I've recently started hanging mine too, and I've noticed I play each guitar a lot more now, rather than being lazy and reaching for the case that's on top. It's fun to stand before them and go, "Hmm, which shall I play?" Usually the red one wins... I put an additional hook on the bottom of that guitar which helps keep some of the weight off the neck. I'll do the same for the other three.










Cheers,
Adam


----------



## Guest (Apr 18, 2011)

crankmy5150 said:


> I put an additional hook on the bottom of that guitar which helps keep some of the weight off the neck. I'll do the same for the other three.


You really don't need to worry about weight on the neck. The strings exert more force on the neck when they're under tension than gravity does, pulling it straight down.


----------



## Lance Romance (Jun 4, 2009)

Electrics okay to hang on inside walls. Acoustics in their cases with their humidifiers.


----------



## Bobby (May 27, 2010)

iaresee said:


> You really don't need to worry about weight on the neck. The strings exert more force on the neck when they're under tension than gravity does, pulling it straight down.


this^^^

like,how many hundreds of pounds of tension are on the neck,with the string tension? hanging it or not hanging it would be like asking if suspending an oil tanker in mid air reduced the tension the oil exerts on the ship.

but that was kinda stupid. just ignore it and pay attention to what the guy above me said.

Bobby


----------



## Jims (May 29, 2007)

Although its basically been covered, just think of what music stores do; they hang quite a large number of instruments for indefinite duration and yes, they typically keep at least the accoustics in a temperature and himidity-controlled environment.


----------



## Slowfinger (Jan 1, 2011)

Have had no problems with my Yammie acoustic FG331 being mostly out of its case for 30 years. It has hung, been leaned on walls, picnic tables and tree trunks. Has been left out several times all night and got dew on it. Sat in hot cars and freezing garages. Oh yes, bashed and beaten by a neanderthal playing with a large steel pick (that dug a hole in the top in one night).
Over the years I adjust the neck and have done several fret jobs. Never had to do any repairs and the finish has not checked, chipped or blistered. This old girl sounds as sweet as ever.


----------



## izjustagirl (Apr 13, 2011)

Slowfinger said:


> Have had no problems with my Yammie acoustic FG331 being mostly out of its case for 30 years. It has hung, been leaned on walls, picnic tables and tree trunks. Has been left out several times all night and got dew on it. Sat in hot cars and freezing garages. Oh yes, bashed and beaten by a neanderthal playing with a large steel pick (that dug a hole in the top in one night).
> Over the years I adjust the neck and have done several fret jobs. Never had to do any repairs and the finish has not checked, chipped or blistered. This old girl sounds as sweet as ever.
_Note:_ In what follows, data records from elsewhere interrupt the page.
//! Input mapping: raw key transitions become rotation rates for the scene.
//!
//! # Invariants
//! - Rate updates are pure: `(previous, event) -> next`, no global state.
//! - The last pressed key of an axis wins; releasing either key of an axis stops it.

pub mod action;

pub use action::{InputEvent, Key, KeyState, RotationRates};
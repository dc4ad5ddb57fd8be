use anyhow::{Context, Result};
use clap::{Parser, Subcommand};
use seascape_assets::{Texture, load_scene};
use seascape_common::{MeshHandle, Sampler, ShaderHandle};
use seascape_input::{InputEvent, Key, RotationRates};
use seascape_kernel::{SceneConfig, SceneState};
use seascape_particles::{ParticleSystem, ParticleSystemConfig};
use seascape_render::{DrawRecorder, FrameRenderer, FrameView};
use seascape_water::{EXTENT, SIDE_LENGTH, WaterField};
use serde::Serialize;
use std::path::PathBuf;
use tracing_subscriber::EnvFilter;

const SMOKE_MESH: MeshHandle = MeshHandle(0);

#[derive(Parser)]
#[command(name = "seascape-cli", about = "Headless seascape tools")]
struct Cli {
    /// Enable verbose logging
    #[arg(short, long)]
    verbose: bool,

    #[command(subcommand)]
    command: Commands,
}

#[derive(Subcommand)]
enum Commands {
    /// Run the scene simulation without a window
    Simulate {
        /// Number of frames to run
        #[arg(short, long, default_value = "600")]
        frames: u32,
        /// Fixed frame delta in seconds
        #[arg(long, default_value = "0.016")]
        dt: f32,
        /// Seed for the smoke emitter
        #[arg(short, long, default_value = "42")]
        seed: u64,
        /// Hold the right arrow for the whole run
        #[arg(long)]
        spin: bool,
        /// Print the report as JSON
        #[arg(long)]
        json: bool,
    },
    /// Generate a water grid and report one computed frame
    Grid {
        /// Vertices per side
        #[arg(short = 'n', long, default_value_t = SIDE_LENGTH)]
        side: u32,
        /// Lower bound on X and Z
        #[arg(long, default_value_t = -EXTENT, allow_negative_numbers = true)]
        min: f32,
        /// Upper bound on X and Z
        #[arg(long, default_value_t = EXTENT, allow_negative_numbers = true)]
        max: f32,
        /// Wave phase to evaluate
        #[arg(long, default_value = "0", allow_negative_numbers = true)]
        phase: f32,
    },
    /// Load a scene file and list its meshes
    Inspect {
        /// Wavefront OBJ file
        scene: PathBuf,
    },
}

#[derive(Debug, Clone, PartialEq, Serialize)]
struct SimulationReport {
    frames: u32,
    dt: f32,
    seed: u64,
    time: f32,
    phase: f32,
    pitch: f32,
    yaw: f32,
    wheel_angle: f32,
    particles: usize,
    particle_draws: usize,
    total_mesh_draws: u64,
    water_corners: usize,
    mean_offset: f32,
}

fn simulate(frames: u32, dt: f32, seed: u64, spin: bool) -> Result<SimulationReport> {
    let config = SceneConfig::default();
    let mut water = WaterField::standard().context("water grid")?;
    let mut smoke = ParticleSystem::new(
        ParticleSystemConfig::smoke(config.chimney, SMOKE_MESH, ShaderHandle::LAMBERT),
        Sampler::seeded(seed),
    )
    .context("smoke emitter configuration")?;
    let mut scene = SceneState::new(config);
    let mut rates = RotationRates::default();
    if spin {
        rates = rates.apply(InputEvent::pressed(Key::Right));
    }

    let mut recorder = DrawRecorder::new();
    for _ in 0..frames {
        scene.advance(dt, rates);
        let camera = scene.camera(16.0 / 9.0);
        recorder.begin_frame(FrameView {
            projection: camera.projection_matrix(),
            view: camera.view_matrix(),
        });
        water.draw(scene.phase(), scene.water_model(), &mut recorder);
        smoke.update(dt, scene.root_model(), &mut recorder);
        tracing::trace!(particles = smoke.len(), "frame");
    }
    tracing::debug!("last frame:\n{recorder}");

    let surface = recorder.surfaces().first();
    Ok(SimulationReport {
        frames,
        dt,
        seed,
        time: scene.time(),
        phase: scene.phase(),
        pitch: scene.pitch(),
        yaw: scene.yaw(),
        wheel_angle: scene.wheel_angle(),
        particles: smoke.len(),
        particle_draws: recorder.draws_of(SMOKE_MESH).count(),
        total_mesh_draws: recorder.total_mesh_draws(),
        water_corners: surface.map_or(0, |s| s.corner_count),
        mean_offset: surface.map_or(0.0, |s| s.mean_offset),
    })
}

#[derive(Debug, Clone, PartialEq)]
struct GridReport {
    vertices: usize,
    faces: usize,
    corners: usize,
    min_offset: f32,
    max_offset: f32,
    min_normal_y: f32,
}

fn grid(side: u32, min: f32, max: f32, phase: f32) -> Result<GridReport> {
    let mut field = WaterField::new(side, min, max)?;
    let vertices = field.grid().vertex_count();
    let faces = field.grid().face_count();
    let frame = field.compute_frame(phase);
    let (mut min_offset, mut max_offset) = (f32::INFINITY, f32::NEG_INFINITY);
    for o in frame.offsets {
        min_offset = min_offset.min(o.y);
        max_offset = max_offset.max(o.y);
    }
    let min_normal_y = frame
        .normals
        .iter()
        .map(|n| n.y)
        .fold(f32::INFINITY, f32::min);
    Ok(GridReport {
        vertices,
        faces,
        corners: frame.corner_count(),
        min_offset,
        max_offset,
        min_normal_y,
    })
}

fn main() -> Result<()> {
    let cli = Cli::parse();

    let filter = if cli.verbose { "debug" } else { "info" };
    tracing_subscriber::fmt()
        .with_env_filter(EnvFilter::new(filter))
        .init();

    match cli.command {
        Commands::Simulate {
            frames,
            dt,
            seed,
            spin,
            json,
        } => {
            let report = simulate(frames, dt, seed, spin)?;
            if json {
                println!("{}", serde_json::to_string_pretty(&report)?);
            } else {
                println!("Simulated {} frames (dt={}, seed={})", report.frames, report.dt, report.seed);
                println!(
                    "Time: {:.2} s  Phase: {:.3}  Wheel: {:.3} rad",
                    report.time, report.phase, report.wheel_angle
                );
                println!("Pitch: {:.3}  Yaw: {:.3}", report.pitch, report.yaw);
                println!(
                    "Particles: {} alive, {} drawn last frame",
                    report.particles, report.particle_draws
                );
                println!("Mesh draws: {} total", report.total_mesh_draws);
                println!(
                    "Water: {} corners, mean offset {:.3}",
                    report.water_corners, report.mean_offset
                );
            }
        }
        Commands::Grid {
            side,
            min,
            max,
            phase,
        } => {
            let report = grid(side, min, max, phase)?;
            println!("Grid {side}x{side} over [{min}, {max}]");
            println!(
                "Vertices: {}  Faces: {}  Corners: {}",
                report.vertices, report.faces, report.corners
            );
            println!(
                "Offsets at phase {phase}: [{:.3}, {:.3}]",
                report.min_offset, report.max_offset
            );
            println!("Lowest normal Y: {:.4}", report.min_normal_y);
        }
        Commands::Inspect { scene } => {
            let loaded = load_scene(&scene)
                .with_context(|| format!("failed to load {}", scene.display()))?;
            println!("Scene: {}", scene.display());
            println!("Meshes: {}  Faces: {}", loaded.meshes.len(), loaded.total_faces());
            for mesh in &loaded.meshes {
                let status = match mesh.validate() {
                    Ok(()) => "ok".to_string(),
                    Err(e) => format!("invalid: {e}"),
                };
                println!(
                    "  {:<16} {:>6} vertices {:>6} faces  material {:<12} {}",
                    mesh.name,
                    mesh.vertex_count(),
                    mesh.face_count(),
                    mesh.material.name,
                    status
                );
                let maps = [
                    ("diffuse", &mesh.material.diffuse_texture),
                    ("roughness", &mesh.material.roughness_texture),
                ];
                for (kind, path) in maps {
                    let Some(path) = path else { continue };
                    match Texture::load(path) {
                        Ok(texture) => {
                            let avg = texture.average_color();
                            println!(
                                "    {kind}: {} ({}x{}, mean {:.2} {:.2} {:.2})",
                                path.display(),
                                texture.width,
                                texture.height,
                                avg.r,
                                avg.g,
                                avg.b
                            );
                        }
                        Err(e) => println!("    {kind}: {} (unreadable: {e})", path.display()),
                    }
                }
            }
        }
    }

    Ok(())
}

#[cfg(test)]
mod tests {
    use super::*;

    #[test]
    fn simulation_is_reproducible() {
        let a = simulate(120, 0.016, 7, false).unwrap();
        let b = simulate(120, 0.016, 7, false).unwrap();
        assert_eq!(a, b);
        assert!(a.particles > 0);
        assert_eq!(a.water_corners, 99 * 99 * 6);
    }

    #[test]
    fn particles_drawn_lag_one_frame() {
        let report = simulate(1, 0.1, 1, false).unwrap();
        // 240 per second at 0.1 s spawns 24, none drawn yet.
        assert_eq!(report.particles, 24);
        assert_eq!(report.particle_draws, 0);
    }

    #[test]
    fn spin_turns_the_camera() {
        let report = simulate(10, 0.05, 1, true).unwrap();
        assert!(report.yaw > 0.0);
        assert_eq!(report.pitch, 0.0);
    }

    #[test]
    fn grid_report_counts() {
        let report = grid(3, -1.0, 1.0, 0.0).unwrap();
        assert_eq!(report.vertices, 9);
        assert_eq!(report.faces, 8);
        assert_eq!(report.corners, 24);
        assert_eq!(report.min_offset, 0.0);
        assert!(report.min_normal_y > 0.0);
    }

    #[test]
    fn grid_rejects_degenerate_range() {
        assert!(grid(4, 1.0, -1.0, 0.0).is_err());
    }

    #[test]
    fn cli_parses_negative_bounds() {
        let cli = Cli::parse_from(["seascape-cli", "grid", "--min", "-5", "--max", "5"]);
        match cli.command {
            Commands::Grid { min, max, .. } => assert_eq!((min, max), (-5.0, 5.0)),
            _ => panic!("expected grid"),
        }
    }
}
Hee Hee...Yammie....By the sounds of your Yammie's adventures it sounds like life is good!


----------



## zontar (Oct 25, 2007)

I know most of mine hung on a music store wall at some point, but three of them were on stands when I bought them...

I don't really have a good place to hang them, and am so used to keeping them in their cases, it's no big deal to me to do that, and to open them up & play them on a regular basis.


----------



## taylor96 (Feb 17, 2008)

best place to "hang" your guitar is IN THE CASE .... 

g


----------



## sulphur (Jun 2, 2011)

I don't hang any of my guitars, not saying that you shouldn't though. I do like the idea of displaying them and having the choice at hand but it's not a big deal for me to switch them out when I feel the need. That's a good point about not hanging them on an exterior wall. I do keep an acoustic out all the time and one electric at a time on stands. All the other guitars are in their respective cases and stood up like little soldiers in a row. The one thing I've always wondered about is which foam degrades the nitro finish? Is it the black sqiushy stuff or the surgical type tubing?


----------